Juhriati mengatakan,
pemberitaan tentang anak di Kota Bima belakangan ini sangat masiv. Terutama
menyangkut beredarnya video dan foto mesum anak. Berita-berita yang dimuat
tersebut justru kontra dengan UU nomor 35 tahun 2014 tentang Perlindungan Anak.
“Misalnya masih ada media
yang terang-terangan menyebut alamat hingga sekolah anak. Kami dari LPA tidak
masalah dieksposes, tapi harus sesuai tidak ketentuan. Misalnya tidak vulgar,”
katanya.
Juhriati mengaku,
pemberitaan tersebut justru akan menganggu psikologis dan mental anak.

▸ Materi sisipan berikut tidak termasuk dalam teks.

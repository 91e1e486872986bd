//! The alert mechanism scenario
//!
//! 1. Check no tracked alert is active.
//! 2. Hold the Fuse operator and UI at zero replicas.
//! 3. Wait for the alerts to go pending, then firing.
//! 4. Confirm Alertmanager lists them.
//! 5. Restore replicas and wait for the alerts to clear.
//! 6. Audit Alertmanager's routing configuration against its secrets.
//!
//! Replicas are restored on every exit path out of steps 3 and 4.

use std::fmt;
use std::sync::Arc;

use kube::Client;
use tracing::{info, instrument};

use crate::alerts::{AlertSnapshot, AlertState};
use crate::audit::audit_alertmanager;
use crate::config::ScenarioConfig;
use crate::crosscheck::check_alertmanager_with;
use crate::exec::{KubePodExecutor, PodExecutor};
use crate::inject::{ReplicaOverride, ReplicaSnapshot};
use crate::poller::{wait_for_state, AlertPoller};
use crate::scale::{KubeReplicaScaler, ReplicaScaler, WorkloadRef};
use crate::secrets::{KubeSecretSource, SecretSource};
use crate::{Error, Result};

/// Outcome of a successful scenario run
#[derive(Clone, Debug)]
pub struct ScenarioReport {
    /// Replica counts captured before injection, and restored afterwards
    pub original_replicas: Vec<ReplicaSnapshot>,
    /// Tracking table when every alert was firing
    pub firing: AlertSnapshot,
}

impl fmt::Display for ScenarioReport {
    fn fmt(&self, f: &mut fmt::Formatter<'_>) -> fmt::Result {
        writeln!(f, "alerts fired and cleared; restored replicas:")?;
        for snapshot in &self.original_replicas {
            writeln!(f, "  {} = {}", snapshot.workload, snapshot.replicas)?;
        }
        write!(f, "{}", self.firing)
    }
}

/// Drives the scenario against a set of cluster backends
pub struct AlertScenario {
    executor: Arc<dyn PodExecutor>,
    scaler: Arc<dyn ReplicaScaler>,
    secrets: Arc<dyn SecretSource>,
    poller: AlertPoller,
    config: ScenarioConfig,
}

impl AlertScenario {
    /// Create a scenario over explicit backends
    pub fn new(
        executor: Arc<dyn PodExecutor>,
        scaler: Arc<dyn ReplicaScaler>,
        secrets: Arc<dyn SecretSource>,
        config: ScenarioConfig,
    ) -> Self {
        let poller = AlertPoller::from_config(executor.clone(), &config);
        Self {
            executor,
            scaler,
            secrets,
            poller,
            config,
        }
    }

    /// Create a scenario whose backends all talk to the cluster behind `client`
    pub fn from_client(client: Client, config: ScenarioConfig) -> Self {
        Self::new(
            Arc::new(KubePodExecutor::new(client.clone())),
            Arc::new(KubeReplicaScaler::new(client.clone())),
            Arc::new(KubeSecretSource::new(client)),
            config,
        )
    }

    /// The configuration in use
    pub fn config(&self) -> &ScenarioConfig {
        &self.config
    }

    /// Workloads held at zero during injection
    pub fn workloads(&self) -> Vec<WorkloadRef> {
        vec![
            WorkloadRef::deployment(
                &self.config.operator_deployment,
                &self.config.fuse_operator_namespace,
            ),
            WorkloadRef::deployment_config(
                &self.config.ui_deployment_config,
                &self.config.fuse_product_namespace,
            ),
        ]
    }

    /// Fail if any tracked alert is already pending or firing
    #[instrument(skip(self))]
    pub async fn precheck(&self) -> Result<AlertSnapshot> {
        let snapshot = self.poller.poll().await?;
        let active = snapshot.active();
        if !active.is_empty() {
            for alert in &active {
                info!(alert = %alert, state = ?snapshot.state(alert), "Alert should not be active");
            }
            return Err(Error::AlertsActive(active));
        }
        info!("No tracked alert active");
        Ok(snapshot)
    }

    /// Wait for every tracked alert to reach `expected`
    pub async fn wait_for(&self, expected: AlertState) -> Result<AlertSnapshot> {
        wait_for_state(
            &self.poller,
            expected,
            self.config.poll_interval(),
            self.config.state_timeout(),
        )
        .await
    }

    /// Confirm Alertmanager lists every tracked alert
    pub async fn crosscheck(&self) -> Result<()> {
        check_alertmanager_with(self.executor.as_ref(), &self.config).await
    }

    /// Audit Alertmanager's routing configuration against its secrets
    pub async fn audit(&self) -> Result<()> {
        audit_alertmanager(self.secrets.as_ref(), &self.config).await
    }

    /// Run the whole scenario
    #[instrument(skip(self))]
    pub async fn run(&self) -> Result<ScenarioReport> {
        self.precheck().await?;

        let (original_replicas, firing) = ReplicaOverride::scoped(
            self.scaler.clone(),
            self.workloads(),
            self.config.injector_pause(),
            |snapshots| async move {
                self.wait_for(AlertState::Pending).await?;
                let firing = self.wait_for(AlertState::Firing).await?;
                self.crosscheck().await?;
                Ok((snapshots, firing))
            },
        )
        .await?;

        self.wait_for(AlertState::None).await?;
        self.audit().await?;

        let report = ScenarioReport {
            original_replicas,
            firing,
        };
        info!("Alert mechanism verified");
        Ok(report)
    }
}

Bahkan
mereka ketakutan ketika muncul dalam pemberitaan. Ia mengatakan saat anak
dihadapkan dengan sebuah kasus dan dibawa ke pihak berwajib, pihaknya bertugas
melindungi psikologi dan mentalnya.
“Ada satu kasus tahun 2019
ini, yakni seorang anak yang kabur hingga kini tidak mau pulang. Siapa yang
bertanggungjawab pendidikan dan masa depannya,” katanya.
Ia berharap dalam diskusi
tersebut, Jurnalis bisa lebih arif dan bijaksana, karena dalam penyelenggaraan
perlindungan anak, tidak hanya LPA yang bertanggungjawab. Namun yang utama juga
peran keluarga masyarakat dan media massa.
“Hal ini sebagai upaya kita
menjadikan menjadikan kota Bima sebagai kota ramah anak,” katanya.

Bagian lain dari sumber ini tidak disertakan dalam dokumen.